Recent debate around European digital sovereignty has prompted Dries Buytaert to question whether “Buy European” is a reliable measure of long-term control in software systems. In a blog post co-authored with Nicholas Gates, senior policy advisor for Open Forum Europe, and published on 15 April 2026, Buytaert argues that ownership and geographic location alone do not guarantee durable independence.

The argument matters because current European policy discussions often treat data residency, company headquarters, and operational control as indicators of sovereignty. Buytaert and Gates contend that these measures can change quickly through acquisitions or infrastructure shifts, making them weak tests of long-term resilience.

The post uses Skype as an example of this instability. Although the service began with European founders, engineers, and headquarters, it later changed hands through acquisitions by eBay and Microsoft before being shut down in 2025. The case is used to show how sovereignty based on ownership or jurisdiction can erode over time.

The authors place particular emphasis on licensing. They argue that open-source software offers a structural advantage because users retain the legal right to fork and maintain the software independently. The post cites the shift from MySQL to MariaDB during Oracle’s acquisition of Sun Microsystems as an example of how licensing can preserve continuity through corporate change.

The analysis also points to supply chain dependencies as a separate weakness. Centralised services such as code hosting platforms and package registries can become single points of failure, even when the software itself is open source. In that framing, resilience depends not only on licence terms but also on the infrastructure required to distribute and maintain software.

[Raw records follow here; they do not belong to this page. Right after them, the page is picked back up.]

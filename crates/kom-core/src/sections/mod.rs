//! Section extractors.
//!
//! Each extractor reads one logical block of the KOM form into the record.
//! They never fail and never look at each other's output; the extractor
//! runs them in the order returned by [`default_sections`].

mod engineering;
mod equipment;
mod financials;
mod heaters;
mod labor;
mod line_items;
mod milestones;
mod notes;
mod parties;
mod pumps;
mod sales;
mod shipping;
mod specs;
mod stack;
mod steam;
mod tanks;
mod tax;
mod utilities;

pub use engineering::EngineeringSection;
pub use equipment::{OtherEquipmentSection, PanelSection, SoftenerSection};
pub use financials::CapitalInstallSection;
pub use heaters::HeatersSection;
pub use labor::LaborSection;
pub use line_items::LineItemsSection;
pub use milestones::PaymentMilestonesSection;
pub use notes::NotesSection;
pub use parties::PartiesSection;
pub use pumps::PumpsSection;
pub use sales::SalesSection;
pub use shipping::ShippingSection;
pub use specs::SpecificationsSection;
pub use stack::{HrSection, StackSection};
pub use steam::SteamHeatersSection;
pub use tanks::TanksSection;
pub use tax::TaxSection;
pub use utilities::UtilitiesSection;

use crate::models::KomRecord;
use crate::sheet::Sheet;
use crate::validation::ValidationLog;

/// Reads one block of the form into the record.
pub trait SectionExtractor: Send + Sync {
    /// Short name used in logs.
    fn name(&self) -> &'static str;

    /// Fill this section's fields. Must not fail.
    fn extract(&self, sheet: &Sheet<'_>, record: &mut KomRecord, log: &mut ValidationLog);
}

/// All sections in extraction order.
pub fn default_sections() -> Vec<Box<dyn SectionExtractor>> {
    vec![
        Box::new(SalesSection),
        Box::new(PartiesSection),
        Box::new(TaxSection),
        Box::new(PaymentMilestonesSection),
        Box::new(ShippingSection),
        Box::new(SpecificationsSection),
        Box::new(HeatersSection),
        Box::new(StackSection),
        Box::new(HrSection),
        Box::new(TanksSection),
        Box::new(PumpsSection),
        Box::new(SteamHeatersSection),
        Box::new(SoftenerSection),
        Box::new(PanelSection),
        Box::new(OtherEquipmentSection),
        Box::new(UtilitiesSection),
        Box::new(NotesSection),
        Box::new(LineItemsSection),
        Box::new(LaborSection),
        Box::new(CapitalInstallSection),
        Box::new(EngineeringSection),
    ]
}

/// Join the non-empty parts with `sep`.
pub(crate) fn join_nonempty(parts: &[String], sep: &str) -> String {
    parts
        .iter()
        .map(|p| p.trim())
        .filter(|p| !p.is_empty())
        .collect::<Vec<_>>()
        .join(sep)
}
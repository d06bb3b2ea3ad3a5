//! Softener, panel and other-equipment rows.

use crate::coerce::parse_decimal;
use crate::models::KomRecord;
use crate::sheet::Sheet;
use crate::validation::ValidationLog;

use super::SectionExtractor;

const SOFTENER_ROW: u32 = 99;
const PANEL_ROW: u32 = 102;
const OTHER_ROW: u32 = 105;

/// Answers that switch an "other" item off even though the cell is filled.
const NEGATIVE_TOKENS: &[&str] = &["NO", "N", "FALSE", "0", "-"];

pub struct SoftenerSection;

impl SectionExtractor for SoftenerSection {
    fn name(&self) -> &'static str {
        "softener"
    }

    fn extract(&self, sheet: &Sheet<'_>, record: &mut KomRecord, _log: &mut ValidationLog) {
        record.set_flag("softener_asme_coded", sheet.flag(SOFTENER_ROW, 3));
        record.set_text("softener_tank_material", sheet.text(SOFTENER_ROW, 6));
        record.set_text("softener_face_plumbing_material", sheet.text(SOFTENER_ROW, 9));
    }
}

pub struct PanelSection;

impl SectionExtractor for PanelSection {
    fn name(&self) -> &'static str {
        "panel"
    }

    fn extract(&self, sheet: &Sheet<'_>, record: &mut KomRecord, _log: &mut ValidationLog) {
        record.set_decimal("panel_qty", parse_decimal(&sheet.raw(PANEL_ROW, 3)));
        record.set_text("panel_plc", sheet.text(PANEL_ROW, 6));
        record.set_text("panel_split_volt", sheet.text(PANEL_ROW, 9));
    }
}

/// Vent condenser and shaker screen are ticked by writing anything in
/// their cell.
pub struct OtherEquipmentSection;

impl SectionExtractor for OtherEquipmentSection {
    fn name(&self) -> &'static str {
        "other equipment"
    }

    fn extract(&self, sheet: &Sheet<'_>, record: &mut KomRecord, _log: &mut ValidationLog) {
        record.set_flag("other_vent_condenser", is_ticked(&sheet.text(OTHER_ROW, 2)));
        record.set_flag("other_shaker_screen", is_ticked(&sheet.text(OTHER_ROW, 4)));
    }
}

fn is_ticked(text: &str) -> bool {
    !text.is_empty() && !NEGATIVE_TOKENS.contains(&text.to_uppercase().as_str())
}
//! Section header lookup.

use tracing::debug;

use crate::grid::Grid;
use crate::models::AnchorLayout;
use crate::validation::ValidationLog;

use super::marker::squash;

const DEFAULT_SCAN_COLS: u32 = 15;

/// First row in `start..=end` where any of the leading columns contains
/// `keyword`, ignoring case and whitespace.
pub fn find_section(grid: &dyn Grid, keyword: &str, start: u32, end: u32) -> Option<u32> {
    AnchorResolver::new(DEFAULT_SCAN_COLS).find(grid, keyword, start, end)
}

/// Finds section headers, substituting a default row when one is missing.
#[derive(Debug, Clone, Copy)]
pub struct AnchorResolver {
    scan_cols: u32,
}

impl Default for AnchorResolver {
    fn default() -> Self {
        Self::new(DEFAULT_SCAN_COLS)
    }
}

impl AnchorResolver {
    pub fn new(scan_cols: u32) -> Self {
        Self { scan_cols }
    }

    /// Scan rows in ascending order; the first row that matches wins.
    pub fn find(&self, grid: &dyn Grid, keyword: &str, start: u32, end: u32) -> Option<u32> {
        let keyword = squash(keyword);
        if keyword.is_empty() {
            return None;
        }

        let end = end.min(grid.max_row());
        let cols = self.scan_cols.min(grid.max_col());

        (start.max(1)..=end).find(|&row| {
            (1..=cols).any(|col| squash(&grid.text(row, col)).contains(&keyword))
        })
    }

    /// Row of the anchor, or its default row with a recorded warning.
    pub fn resolve(&self, grid: &dyn Grid, anchor: &AnchorLayout, log: &mut ValidationLog) -> u32 {
        self.resolve_within(grid, anchor, anchor.search_start, anchor.search_end, log)
    }

    /// Like [`AnchorResolver::resolve`] but over an explicit row window.
    pub fn resolve_within(
        &self,
        grid: &dyn Grid,
        anchor: &AnchorLayout,
        start: u32,
        end: u32,
        log: &mut ValidationLog,
    ) -> u32 {
        match self.find(grid, &anchor.keyword, start, end) {
            Some(row) => {
                debug!("Section '{}' found at row {}", anchor.keyword, row);
                row
            }
            None => {
                log.section_defaulted(&anchor.keyword, start, end, anchor.default_row);
                anchor.default_row
            }
        }
    }
}
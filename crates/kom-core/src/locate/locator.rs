//! Per-field strategy chains.

use crate::coerce::positive_quantity;
use crate::grid::{CellValue, Grid};

use super::label::LabelFinder;
use super::CellPos;

/// One way of finding a field's cell.
#[derive(Debug, Clone, PartialEq)]
pub enum Strategy {
    /// The cell at a known position, unless it is empty or reads as a label.
    Fixed { row: u32, col: u32 },

    /// The value following `label` in `first_col..=last_col`.
    Label {
        row: u32,
        label: String,
        first_col: u32,
        last_col: u32,
    },

    /// Slot `slot` of the first column set whose first column holds a
    /// positive quantity and which holds no label text.
    ColumnShift {
        row: u32,
        sets: Vec<Vec<u32>>,
        slot: usize,
    },
}

impl Strategy {
    fn locate(&self, grid: &dyn Grid, labels: &LabelFinder) -> Option<CellPos> {
        match self {
            Strategy::Fixed { row, col } => {
                let text = grid.text(*row, *col);
                (!text.is_empty() && !labels.is_label_like(&text)).then_some((*row, *col))
            }
            Strategy::Label {
                row,
                label,
                first_col,
                last_col,
            } => labels
                .find_cell(grid, *row, label, *first_col, *last_col)
                .map(|col| (*row, col)),
            Strategy::ColumnShift { row, sets, slot } => sets
                .iter()
                .find(|set| {
                    set.first().is_some_and(|&qty_col| {
                        positive_quantity(&grid.raw(*row, qty_col)).is_some()
                    }) && set
                        .iter()
                        .all(|&col| !labels.is_label_like(&grid.text(*row, col)))
                })
                .and_then(|set| set.get(*slot))
                .map(|&col| (*row, col))
                .filter(|&(r, c)| !grid.text(r, c).is_empty()),
        }
    }
}

/// Ordered strategies for one field; the first that finds a cell wins.
#[derive(Debug, Clone, Default, PartialEq)]
pub struct FieldLocator {
    strategies: Vec<Strategy>,
}

impl FieldLocator {
    pub fn new() -> Self {
        Self::default()
    }

    pub fn fixed(mut self, row: u32, col: u32) -> Self {
        self.strategies.push(Strategy::Fixed { row, col });
        self
    }

    pub fn label(mut self, row: u32, label: &str, first_col: u32, last_col: u32) -> Self {
        self.strategies.push(Strategy::Label {
            row,
            label: label.to_string(),
            first_col,
            last_col,
        });
        self
    }

    pub fn column_shift(mut self, row: u32, sets: &[&[u32]], slot: usize) -> Self {
        self.strategies.push(Strategy::ColumnShift {
            row,
            sets: sets.iter().map(|s| s.to_vec()).collect(),
            slot,
        });
        self
    }

    pub fn strategies(&self) -> &[Strategy] {
        &self.strategies
    }

    /// Position of the field's cell.
    pub fn locate(&self, grid: &dyn Grid, labels: &LabelFinder) -> Option<CellPos> {
        self.strategies.iter().find_map(|s| s.locate(grid, labels))
    }

    /// Trimmed text of the field, `""` when no strategy succeeds.
    pub fn text(&self, grid: &dyn Grid, labels: &LabelFinder) -> String {
        self.locate(grid, labels)
            .map(|(r, c)| grid.text(r, c))
            .unwrap_or_default()
    }

    /// Native value of the field, [`CellValue::Empty`] when no strategy
    /// succeeds.
    pub fn raw(&self, grid: &dyn Grid, labels: &LabelFinder) -> CellValue {
        self.locate(grid, labels)
            .map(|(r, c)| grid.raw(r, c))
            .unwrap_or_default()
    }
}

The post refers to the European Commission’s Cloud Sovereignty Framework and the proposed Cloud and AI Development Act as important policy efforts. Even so, the authors argue that these initiatives do not yet fully measure whether sovereignty can survive ownership changes or disruptions in critical infrastructure.

Buytaert and Gates conclude with two policy recommendations. They call for open-source licensing to become a requirement for mission-critical procurement at the highest assurance levels and for stronger supply chain resilience assessments where dependencies cannot be replaced quickly. Their broader argument is that digital sovereignty should be judged by durable control, not by short-term compliance alone.